Abstract
A study is described in which observers rated the difficulty
people had in solving problems, based either upon simply
how long the person looked at each problem, or also how
long his or her gaze lingered on it after being instructed to
move on. Initial results show a linear relationship between
gaze duration and rated difficulty, with lingering as an
added significant factor. These findings are discussed in
terms of the role(s) gaze cues play in tracking understanding
in conversations, with implications for the design of video-
mediated communication (VMC) systems.
GAZE AND VIDEO-MEDIATED COMMUNICATION
Video-mediated communication (VMC) between people in
remote locations is rapidly becoming a practical reality. Yet
the psychological phenomena underlying video
communication are not well understood. Researchers have
long predicted that adding video's high bandwidth to an
existing audio channel would provide more social cues, and
give a greater sense of social presence (6, 7), than is
possible with audio alone. However, such effects tend to be
highly situation-specific (9), and have been notoriously
difficult to validate with task performance or productivity
measures (1).
Another approach takes a psycholinguistic perspective on
VMC, testing specific hypotheses regarding visual
contributions to mediated conversations. For example,
Isaacs and Tang (3, 8) have argued that adding video--even
at fairly low frame rates--changes the nature of remote
audio interactions by providing visual feedback, helping to
manage pauses, supporting iconic gestures, and allowing
gaze co-ordination. O'Conaill and colleagues (5) report
related research in which they conclude that directional gaze
information appears necessary to promote seamless
conversational turn-taking.
In this paper, we focus on video gaze cues and discuss some
experimental work-in-progress on the cognitive
implications of observed gaze duration and timing. With
Ishii and colleagues (4), we believe that the ability to easily
track where one's partner is looking can strongly influence
the course of collaborative interactions. Studies of gaze
patterns in face-to-face conversations (6) are consistent with
the view that gaze cues are used--at least in part--to track
comprehension, and thus to assess confirmation of
conversational contributions. Previous research by Clark
and colleagues has demonstrated the necessity of such
cognitive tracking processes (2). It is not enough for a
speaker to merely utter a verbal message; he or she must
also ensure that the listener has understood what was said as
it was intended. While gaze cues alone can support this
function with great efficiency and precision, non-visual
media such as the telephone require more cumbersome
conventions or explicit modes of speech whenever
comprehension is in doubt (3, 5, 6). Despite such
precautionary measures, the risk of major misunderstanding,
especially of complex ideas, can often remain quite large.
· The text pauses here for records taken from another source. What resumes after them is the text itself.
//! End-to-end tests against a real server on a loopback port.
//!
//! Each test starts its own server thread on port 0 and talks to it with
//! `RemoteBackend`, `ClientSession` or a bare `TcpStream` when the test
//! needs to misbehave on purpose.

use std::ffi::OsStr;
use std::fs;
use std::io::{self, Read, Write};
use std::net::{IpAddr, SocketAddr, TcpStream};
use std::os::unix::ffi::OsStrExt;
use std::path::{Path, PathBuf};
use std::sync::atomic::{AtomicBool, Ordering};
use std::sync::Arc;
use std::thread::{self, JoinHandle};
use std::time::Duration;

use remotefs::network::{ClientSession, Server};
use remotefs::protocol::payload::read_status;
use remotefs::protocol::{
    Ack, Action, Decoder, ListOptions, MessageHeader, OverwriteMode, ACK_SIZE, HEADER_SIZE, MAGIC,
    VERSION,
};
use remotefs::{Backend, ClientConfig, Error, ErrorCode, RemoteBackend, ServerConfig};

const LOCALHOST: &str = "127.0.0.1";

struct TestServer {
    addr: SocketAddr,
    stop: Arc<AtomicBool>,
    handle: Option<JoinHandle<()>>,
}

impl TestServer {
    fn start(allowed: &str, idle_timeout: Duration) -> Self {
        let config = ServerConfig {
            listen_address: LOCALHOST.to_string(),
            port: 0,
            allowed: allowed.to_string(),
            idle_timeout,
            io_timeout: Duration::from_secs(5),
            ..Default::default()
        };
        let mut server = Server::bind(config).unwrap();
        let addr = server.local_addr().unwrap();
        let stop = Arc::new(AtomicBool::new(false));
        let flag = Arc::clone(&stop);
        let handle = thread::spawn(move || server.run_until(&flag).unwrap());
        Self {
            addr,
            stop,
            handle: Some(handle),
        }
    }

    fn new() -> Self {
        Self::start(LOCALHOST, Duration::from_secs(25))
    }

    fn client_config(&self) -> ClientConfig {
        ClientConfig {
            port: self.addr.port(),
            io_timeout: Duration::from_secs(5),
            ..Default::default()
        }
    }

    fn backend(&self) -> RemoteBackend {
        RemoteBackend::connect(self.ip(), self.client_config()).unwrap()
    }

    fn ip(&self) -> IpAddr {
        self.addr.ip()
    }

    fn raw(&self) -> TcpStream {
        let stream = TcpStream::connect(self.addr).unwrap();
        stream.set_read_timeout(Some(Duration::from_secs(5))).unwrap();
        stream
    }
}

impl Drop for TestServer {
    fn drop(&mut self) {
        self.stop.store(true, Ordering::Relaxed);
        if let Some(handle) = self.handle.take() {
            let _ = handle.join();
        }
    }
}

fn scratch() -> (tempfile::TempDir, PathBuf) {
    let dir = tempfile::tempdir().unwrap();
    let path = fs::canonicalize(dir.path()).unwrap();
    (dir, path)
}

fn no_ext() -> &'static OsStr {
    OsStr::new("")
}

/// Endless zeros, counting what was taken.
struct CountingZeros {
    taken: u64,
}

impl Read for CountingZeros {
    fn read(&mut self, buf: &mut [u8]) -> io::Result<usize> {
        buf.fill(0);
        self.taken += buf.len() as u64;
        Ok(buf.len())
    }
}

#[test]
fn test_home_dir_fetched_on_connect() {
    let server = TestServer::new();
    let backend = server.backend();
    assert!(backend.home_dir().has_root());
}

#[test]
fn test_listdir_files_only_with_filter() {
    let server = TestServer::new();
    let (_guard, dir) = scratch();
    fs::write(dir.join("a.txt"), b"a").unwrap();
    fs::write(dir.join("b.txt"), b"bb").unwrap();
    fs::write(dir.join("c.log"), b"c").unwrap();
    fs::create_dir(dir.join("sub.txt")).unwrap();

    let mut backend = server.backend();
    let listing = backend
        .list_dir(&dir, ListOptions::FILES_ONLY, OsStr::new("*.txt"))
        .unwrap();
    let names: Vec<&OsStr> = listing.iter().map(|e| e.name.as_os_str()).collect();
    assert_eq!(names, ["a.txt", "b.txt"]);
    assert_eq!(listing.find("b.txt").unwrap().stat.size, 2);

    let dirs = backend
        .list_dir(&dir, ListOptions::DIRECTORIES_ONLY, OsStr::new(""))
        .unwrap();
    let names: Vec<&OsStr> = dirs.iter().map(|e| e.name.as_os_str()).collect();
    assert_eq!(names, ["..", "sub.txt"]);
}

#[test]
fn test_non_utf8_names_round_trip() {
    let server = TestServer::new();
    let (_guard, dir) = scratch();
    let name = OsStr::from_bytes(b"caf\xe9.txt");
    fs::write(dir.join(name), b"latin-1").unwrap();

    let mut backend = server.backend();
    let listing = backend
        .list_dir(&dir, ListOptions::FILES_ONLY, OsStr::new(""))
        .unwrap();
    assert_eq!(listing.len(), 1);
    let entry = &listing.entries()[0];
    assert_eq!(entry.name.as_bytes(), b"caf\xe9.txt");

    let path = dir.join(&entry.name);
    let mut body = Vec::new();
    assert_eq!(backend.read_file(&path, &mut body).unwrap(), 7);
    assert_eq!(body, b"latin-1");
    assert!(backend.stat(&path, false).unwrap().stat.is_regular());
    assert_eq!(backend.realpathize(&path, Path::new("/")).unwrap(), path);
}

#[test]
fn test_write_then_read_large_file() {
    let server = TestServer::new();
    let (_guard, dir) = scratch();
    let path = dir.join("big.bin");
    let data: Vec<u8> = (0..200_000u32).map(|i| (i % 251) as u8).collect();

    let mut backend = server.backend();
    let stat = backend
        .write_file(
            &path,
            data.len() as u64,
            OverwriteMode::Quick,
            0o600,
            no_ext(),
            &mut data.as_slice(),
        )
        .unwrap();
    assert_eq!(stat.size, data.len() as u64);
    assert_eq!(stat.permissions(), 0o600);

    let mut back = Vec::new();
    let n = backend.read_file(&path, &mut back).unwrap();
    assert_eq!(n, data.len() as u64);
    assert_eq!(back, data);
}

#[test]
fn test_backup_mode_keeps_old_contents() {
    let server = TestServer::new();
    let (_guard, dir) = scratch();
    let path = dir.join("notes");
    fs::write(&path, b"first").unwrap();

    let mut backend = server.backend();
    backend
        .write_file(&path, 6, OverwriteMode::Backup, 0o644, OsStr::new("~"), &mut &b"second"[..])
        .unwrap();
    assert_eq!(fs::read(&path).unwrap(), b"second");
    assert_eq!(fs::read(dir.join("notes~")).unwrap(), b"first");
}

#[test]
fn test_aborted_safe_write_leaves_original() {
    let server = TestServer::new();
    let (_guard, dir) = scratch();
    let path = dir.join("precious.txt");
    fs::write(&path, b"original contents").unwrap();

    let mut backend = server.backend();
    let short = vec![b'x'; 1000];
    let err = backend
        .write_file(&path, 5000, OverwriteMode::Safe, 0o644, no_ext(), &mut short.as_slice())
        .unwrap_err();
    assert!(err.to_string().contains("Ran out of data to write"));

    // The server is single threaded: once this answers, the aborted upload
    // has been cleaned up.
    let mut other = server.backend();
    other.stat(&dir, false).unwrap();

    assert_eq!(fs::read(&path).unwrap(), b"original contents");
    let names: Vec<_> = fs::read_dir(&dir)
        .unwrap()
        .map(|e| e.unwrap().file_name())
        .collect();
    assert_eq!(names, ["precious.txt"]);
}

#[test]
fn test_server_stops_upload_it_cannot_store() {
    let server = TestServer::new();
    let (_guard, dir) = scratch();
    let len = 50 << 20;

    let mut backend = server.backend();
    let mut source = CountingZeros { taken: 0 };
    let err = backend
        .write_file(
            &dir.join("missing/x"),
            len,
            OverwriteMode::Safe,
            0o644,
            no_ext(),
            &mut source,
        )
        .unwrap_err();
    assert_eq!(err.code(), ErrorCode::ENOENT);
    assert!(source.taken < len, "whole body was sent: {}", source.taken);

    // same backend, fresh connection
    assert_eq!(backend.get_home_dir().unwrap(), backend.home_dir());
    assert!(!dir.join("missing").exists());
}

#[test]
fn test_readfile_missing_keeps_connection_usable() {
    let server = TestServer::new();
    let (_guard, dir) = scratch();
    let mut backend = server.backend();

    let mut sink = Vec::new();
    let err = backend.read_file(&dir.join("nope"), &mut sink).unwrap_err();
    assert_eq!(err.code(), ErrorCode::ENOENT);
    assert!(sink.is_empty());

    let report = backend.stat(&dir.join("nope"), true).unwrap();
    assert!(report.just_not_there);
    assert_eq!(report.error_code, ErrorCode::ENOENT);
}

#[test]
fn test_check_access_and_paths() {
    let server = TestServer::new();
    let (_guard, dir) = scratch();
    fs::write(dir.join("small"), b"12345").unwrap();
    let mut backend = server.backend();

    let stat = backend
        .check_ordinary_file_access(&dir.join("small"), 100)
        .unwrap();
    assert!(stat.is_regular());

    let err = backend.check_ordinary_file_access(&dir, 100).unwrap_err();
    assert_eq!(err.code(), ErrorCode::OTHER_ERROR);
    assert!(err.to_string().contains("Not an ordinary file"));

    let resolved = backend
        .realpathize(&dir.join("./x/../small"), Path::new("/"))
        .unwrap();
    assert_eq!(resolved, dir.join("small"));

    let home = backend.home_dir().to_path_buf();
    assert_eq!(
        backend.realpathize(Path::new("~"), &home).unwrap(),
        backend.realpathize(&home, Path::new("/")).unwrap()
    );
}

#[test]
fn test_unknown_action_answered_not_implemented() {
    let server = TestServer::new();
    let mut stream = server.raw();

    let header = MessageHeader {
        magic: MAGIC,
        version: VERSION,
        action: 42,
        payload_len: 0,
    };
    stream.write_all(&header.encode()).unwrap();
    let mut ack = [0u8; ACK_SIZE];
    stream.read_exact(&mut ack).unwrap();
    assert_eq!(Ack::decode(&ack).code, ErrorCode::SUCCESS);

    let mut raw = [0u8; HEADER_SIZE];
    stream.read_exact(&mut raw).unwrap();
    let reply = MessageHeader::decode(&raw);
    assert_eq!(reply.action, Action::NotImplemented as u16);
    let mut payload = vec![0u8; reply.payload_len as usize];
    stream.read_exact(&mut payload).unwrap();
    match read_status(&mut Decoder::new(&payload)) {
        Err(Error::Op { code, message, .. }) => {
            assert_eq!(code, ErrorCode::UNIMPLEMENTED_FUNCTION);
            assert_eq!(message, "Unimplemented function");
        }
        other => panic!("unexpected {other:?}"),
    }

    // same connection still serves real requests
    stream
        .write_all(&MessageHeader::new(Action::GetHomeDir, 0).encode())
        .unwrap();
    stream.read_exact(&mut ack).unwrap();
    stream.read_exact(&mut raw).unwrap();
    assert_eq!(MessageHeader::decode(&raw).action, Action::GetHomeDir as u16);
}

#[test]
fn test_session_reports_not_implemented() {
    let server = TestServer::new();
    let mut session = ClientSession::new(server.ip(), server.client_config());
    let err = session.request(Action::NotImplemented, &[]).unwrap_err();
    assert!(matches!(err, Error::NotImplemented));
    assert!(session.request(Action::GetHomeDir, &[]).is_ok());
}

#[test]
fn test_idle_client_gets_one_ack_then_eof() {
    let server = TestServer::start(LOCALHOST, Duration::from_millis(200));
    let mut stream = server.raw();

    let mut ack = [0u8; ACK_SIZE];
    stream.read_exact(&mut ack).unwrap();
    assert_eq!(Ack::decode(&ack).code, ErrorCode::SERVER_CLOSED_IDLE_CLIENT);

    let mut rest = [0u8; 1];
    assert!(matches!(stream.read(&mut rest), Ok(0) | Err(_)));
}

#[test]
fn test_client_resends_after_idle_close() {
    let server = TestServer::start(LOCALHOST, Duration::from_millis(200));
    let mut backend = server.backend();
    thread::sleep(Duration::from_millis(1500));
    let home = backend.get_home_dir().unwrap();
    assert_eq!(home, backend.home_dir());
}

#[test]
fn test_out_of_range_client_is_dropped() {
    let server = TestServer::start("10.1.2.3", Duration::from_secs(25));
    let mut stream = server.raw();
    let _ = stream.write_all(&MessageHeader::new(Action::GetHomeDir, 0).encode());
    let mut buf = [0u8; ACK_SIZE];
    assert!(matches!(stream.read(&mut buf), Ok(0) | Err(_)));
}

#[test]
fn test_bad_magic_closes_connection() {
    let server = TestServer::new();
    let mut stream = server.raw();
    stream.write_all(&[0u8; HEADER_SIZE]).unwrap();
    let mut buf = [0u8; ACK_SIZE];
    assert!(matches!(stream.read(&mut buf), Ok(0) | Err(_)));
}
The present study is part of a larger research endeavour to
systematically investigate the role(s) temporal gaze cues
play in VMC. We examine inferences observers make
simply from the length of time someone spends looking at
an unknown problem. We predict that--in lieu of other
information--the total time spent looking at the problem will
be used to infer the degree of difficulty that person is having
in trying to solve it. Moreover, we expect that subtle timing
cues, such as a tendency to let one's gaze linger on the
problem even after being instructed to move on, may add to
perceived difficulty. Such effects could have important
implications for the design of VMC systems, especially in
choosing video sampling and compression techniques to
best support natural conversational processes.
EXPERIMENT
Subjects
20 males & 20 females from Stanford University, aged 17-
45, participated in this research for pay.
Materials
A videotape was made of 8 individual actor confederates
who turned over and looked (for varying lengths of time) at
each of 3 cards, displayed on a table before him/her.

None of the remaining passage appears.